É assim muito comum ouvir-se
ou ler-se que “os 40 anos são os novos 30”, ou que os “os 50 anos são os novos
40”, ou mais entusiasticamente que “os 50 anos são os novos 30”. A aritmética é
arriscada, mas o resultado psicológico é consolador face ao “peso da idade”.
Na verdade – e creio não ser
uma deformação do tempo – fiquei habituado, quando era jovem, a ver os senhores
de 40 anos sempre impecáveis, de fato e gravata, com contida mas existente
bonomia, e aos 50 anos, continuavam impecáveis, só que perdiam a bonomia para
ganhar um chapéu. Criavam connosco, uns e outros, uma profilática distância que
nós – os jovens – respeitávamos sem particular azedume, porque era assim que as
coisas eram e era assim que o tempo trabalhava as pessoas. A idade e a
gravidade caminhavam juntas.
Agora que tenho cinquenta não
estou assim tão assustado como pensava estar quando ainda não tinha cinquenta.
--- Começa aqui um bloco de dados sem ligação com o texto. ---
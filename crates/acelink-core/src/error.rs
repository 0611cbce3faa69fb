//! Error handling for acelink
//!
//! Provides error types for every layer of the device engine:
//! - Frame errors (wire format, checksum, payload decoding)
//! - Connection errors (serial transport)
//! - Request errors (queueing, correlation, device replies)
//! - Operation errors (parking, tool change, infinity spool)
//!
//! All error types use `thiserror` for ergonomic error handling.

use thiserror::Error;

/// Frame error type
///
/// Raised while extracting or decoding a single wire frame. Every variant is
/// non-fatal: the offending frame is dropped and the stream continues.
#[derive(Error, Debug, Clone, PartialEq, Eq)]
pub enum FrameError {
    /// Candidate frame shorter than the minimum frame size
    #[error("Frame too short: {len} bytes")]
    TooShort {
        /// Number of bytes in the candidate.
        len: usize,
    },

    /// Candidate frame does not start with the frame header
    #[error("Malformed frame header: {found:02X?}")]
    MalformedHeader {
        /// The first two bytes that were found instead of the header.
        found: [u8; 2],
    },

    /// Terminator found before the declared end of the frame
    #[error("Incomplete frame: expected {expected} bytes, got {actual}")]
    Incomplete {
        /// Frame size implied by the length field.
        expected: usize,
        /// Bytes actually present before the terminator.
        actual: usize,
    },

    /// Checksum carried by the frame does not match the payload
    #[error("Checksum mismatch: frame carries {received:#06x}, payload computes {computed:#06x}")]
    ChecksumMismatch {
        /// Checksum read from the frame.
        received: u16,
        /// Checksum computed over the payload.
        computed: u16,
    },

    /// Payload is not valid structured data
    #[error("Payload decode error: {reason}")]
    PayloadDecode {
        /// Parser error message.
        reason: String,
    },

    /// Payload does not fit the 16-bit length field
    #[error("Payload too large: {len} bytes")]
    PayloadTooLarge {
        /// Payload size in bytes.
        len: usize,
    },
}

/// Connection error type
///
/// Represents transport-level failures on the serial link. These trigger
/// teardown and reconnection but are never fatal to the engine.
#[derive(Error, Debug, Clone)]
pub enum ConnectionError {
    /// No link is currently open
    #[error("Device not connected")]
    NotConnected,

    /// Failed to open port
    #[error("Failed to open port {port}: {reason}")]
    FailedToOpen {
        /// The name of the port that failed to open.
        port: String,
        /// The reason the port failed to open.
        reason: String,
    },

    /// Write to the link failed
    #[error("Write failed: {reason}")]
    WriteFailed {
        /// The reason the write failed.
        reason: String,
    },

    /// Read from the link failed
    #[error("Read failed: {reason}")]
    ReadFailed {
        /// The reason the read failed.
        reason: String,
    },

    /// Framing degraded badly enough to force a reconnect
    #[error("Connection reset after {count} incomplete messages")]
    TooManyIncomplete {
        /// Consecutive incomplete messages observed.
        count: u32,
    },

    /// Every connection attempt in a burst failed
    #[error("Giving up after {attempts} connection attempts")]
    AttemptsExhausted {
        /// Number of attempts made.
        attempts: u32,
    },
}

/// Request error type
///
/// Delivered through a request's one-shot completion or returned to the
/// caller of a device operation.
#[derive(Error, Debug, Clone, PartialEq, Eq)]
pub enum RequestError {
    /// The outbound queue was shed while this request was waiting
    #[error("Queue overflow")]
    QueueOverflow,

    /// No reply arrived within the response timeout
    #[error("No response to request {id} after {timeout_ms}ms")]
    ResponseTimeout {
        /// Request id.
        id: u32,
        /// The timeout duration in milliseconds.
        timeout_ms: u64,
    },

    /// The request could not be serialized
    #[error("Failed to encode request: {reason}")]
    Encode {
        /// Serializer error message.
        reason: String,
    },

    /// The device answered with a non-zero code
    #[error("Device error {code}: {message}")]
    Device {
        /// Response code.
        code: i64,
        /// Message reported by the device.
        message: String,
    },

    /// The completion was dropped before a reply could be delivered
    #[error("Request cancelled")]
    Cancelled,
}

/// Operation error type
///
/// Surfaced synchronously to the caller of a parking, tool-change or
/// infinity-spool operation. Operations abort without rollback.
#[derive(Error, Debug, Clone, PartialEq, Eq)]
pub enum OperationError {
    /// A parking session is already active
    #[error("Already parking slot {slot}")]
    Busy {
        /// Slot of the active session.
        slot: u8,
    },

    /// A tool change or infinity-spool sequence owns the device
    #[error("A tool change sequence is running")]
    SequenceRunning,

    /// The requested slot is not ready
    #[error("Slot {slot} is not ready (status: {status})")]
    SlotNotReady {
        /// Slot index.
        slot: u8,
        /// Last known slot status.
        status: String,
    },

    /// A wait exceeded its budget
    #[error("Timeout after {waited_ms}ms waiting for {stage}")]
    Timeout {
        /// What was being waited for.
        stage: String,
        /// Time waited in milliseconds.
        waited_ms: u64,
    },

    /// Parking did not confirm feed progress
    #[error("Parking failed for slot {slot}")]
    ParkingFailed {
        /// Slot index.
        slot: u8,
    },

    /// No ready slot left in the infinity-spool order
    #[error("No more ready slots available in order")]
    OrderExhausted,

    /// Infinity spool was used before an order was set
    #[error("Infinity spool order not set")]
    OrderNotSet,

    /// Infinity spool order failed validation
    #[error("Invalid infinity spool order: {reason}")]
    InvalidOrder {
        /// Validation failure.
        reason: String,
    },

    /// Infinity spool mode is switched off in configuration
    #[error("Infinity spool disabled")]
    InfinitySpoolDisabled,

    /// No tool is currently loaded
    #[error("Tool is not set")]
    NoCurrentTool,

    /// Slot index outside the device's range
    #[error("Invalid slot index {index}")]
    InvalidSlot {
        /// Offending index.
        index: i64,
    },

    /// An argument is outside its allowed range
    #[error("Invalid parameter '{param}': {reason}")]
    InvalidParameter {
        /// Parameter name.
        param: String,
        /// The reason the value is invalid.
        reason: String,
    },

    /// An external hook failed
    #[error("Hook {hook} failed: {reason}")]
    Hook {
        /// Hook name.
        hook: String,
        /// Error reported by the hook.
        reason: String,
    },
}

/// Main error type for acelink
///
/// A unified error type that can represent any error from all layers.
/// This is the primary error type used in public APIs.
#[derive(Error, Debug)]
pub enum Error {
    /// Frame error
    #[error(transparent)]
    Frame(#[from] FrameError),

    /// Connection error
    #[error(transparent)]
    Connection(#[from] ConnectionError),

    /// Request error
    #[error(transparent)]
    Request(#[from] RequestError),

    /// Operation error
    #[error(transparent)]
    Operation(#[from] OperationError),

    /// Standard I/O error
    #[error("I/O error: {0}")]
    Io(#[from] std::io::Error),

    /// JSON error
    #[error("JSON error: {0}")]
    Json(#[from] serde_json::Error),

    /// Generic error
    #[error("{0}")]
    Other(String),
}

impl Error {
    /// Create an error from a string message
    pub fn other(msg: impl Into<String>) -> Self {
        Error::Other(msg.into())
    }

    /// Check if this is a timeout error
    pub fn is_timeout(&self) -> bool {
        matches!(
            self,
            Error::Operation(OperationError::Timeout { .. })
                | Error::Request(RequestError::ResponseTimeout { .. })
        )
    }

    /// Check if this is a connection error
    pub fn is_connection_error(&self) -> bool {
        matches!(self, Error::Connection(_))
    }

    /// Check if the device rejected the request
    pub fn is_device_error(&self) -> bool {
        matches!(self, Error::Request(RequestError::Device { .. }))
    }
}

/// Result type using Error
pub type Result<T> = std::result::Result<T, Error>;

#[cfg(test)]
mod tests {
    use super::*;

    #[test]
    fn test_frame_error_display() {
        let err = FrameError::ChecksumMismatch {
            received: 0x1234,
            computed: 0xffff,
        };
        assert_eq!(
            err.to_string(),
            "Checksum mismatch: frame carries 0x1234, payload computes 0xffff"
        );
    }

    #[test]
    fn test_error_conversion() {
        let err: Error = OperationError::OrderExhausted.into();
        assert!(matches!(err, Error::Operation(_)));

        let err: Error = RequestError::ResponseTimeout {
            id: 7,
            timeout_ms: 2000,
        }
        .into();
        assert!(err.is_timeout());

        let err: Error = ConnectionError::NotConnected.into();
        assert!(err.is_connection_error());
    }

    #[test]
    fn test_device_error_classification() {
        let err: Error = RequestError::Device {
            code: 1,
            message: "busy".to_string(),
        }
        .into();
        assert!(err.is_device_error());
        assert!(!err.is_timeout());
    }
}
E era capaz de ir mais longe: “os cinquenta são os novos 20!”.
Aos cinquenta não estamos
particularmente preocupados com aquilo que de nós pensam. Tal como aos vinte.
Aos cinquenta tem-se já estatuto para menorizar a opinião dos outros sobre nós,
enquanto aos vinte ninguém tem estatuto para ter opinião sobre nós. Aos
cinquenta perdemos a pachorra para educar os nossos filhos (o trabalho está
feito, bem ou mal, está feito), e eles, com vinte anos, agradecem essa nossa
sabedoria pois não têm igualmente pachorra para serem educados. O caminho está
livre, finalmente, para eles e para nós, já sem fraldas, biberões, termómetros,
festas de Natal, dias da árvore, da água e da doninha, avaliações qualitativas,
e aquela inapelável fragilidade que têm quando são pequenos e que nos prende a
eles como âncoras.
Aos trinta e aos quarenta,
esse longo deserto de responsabilidades e afirmações, tinha vontade de me
divertir como me divertia aos vinte, mas já não o sabia fazer com a mesma
irresponsabilidade dos vinte, o que tornava o divertimento contido e por isso paradoxal.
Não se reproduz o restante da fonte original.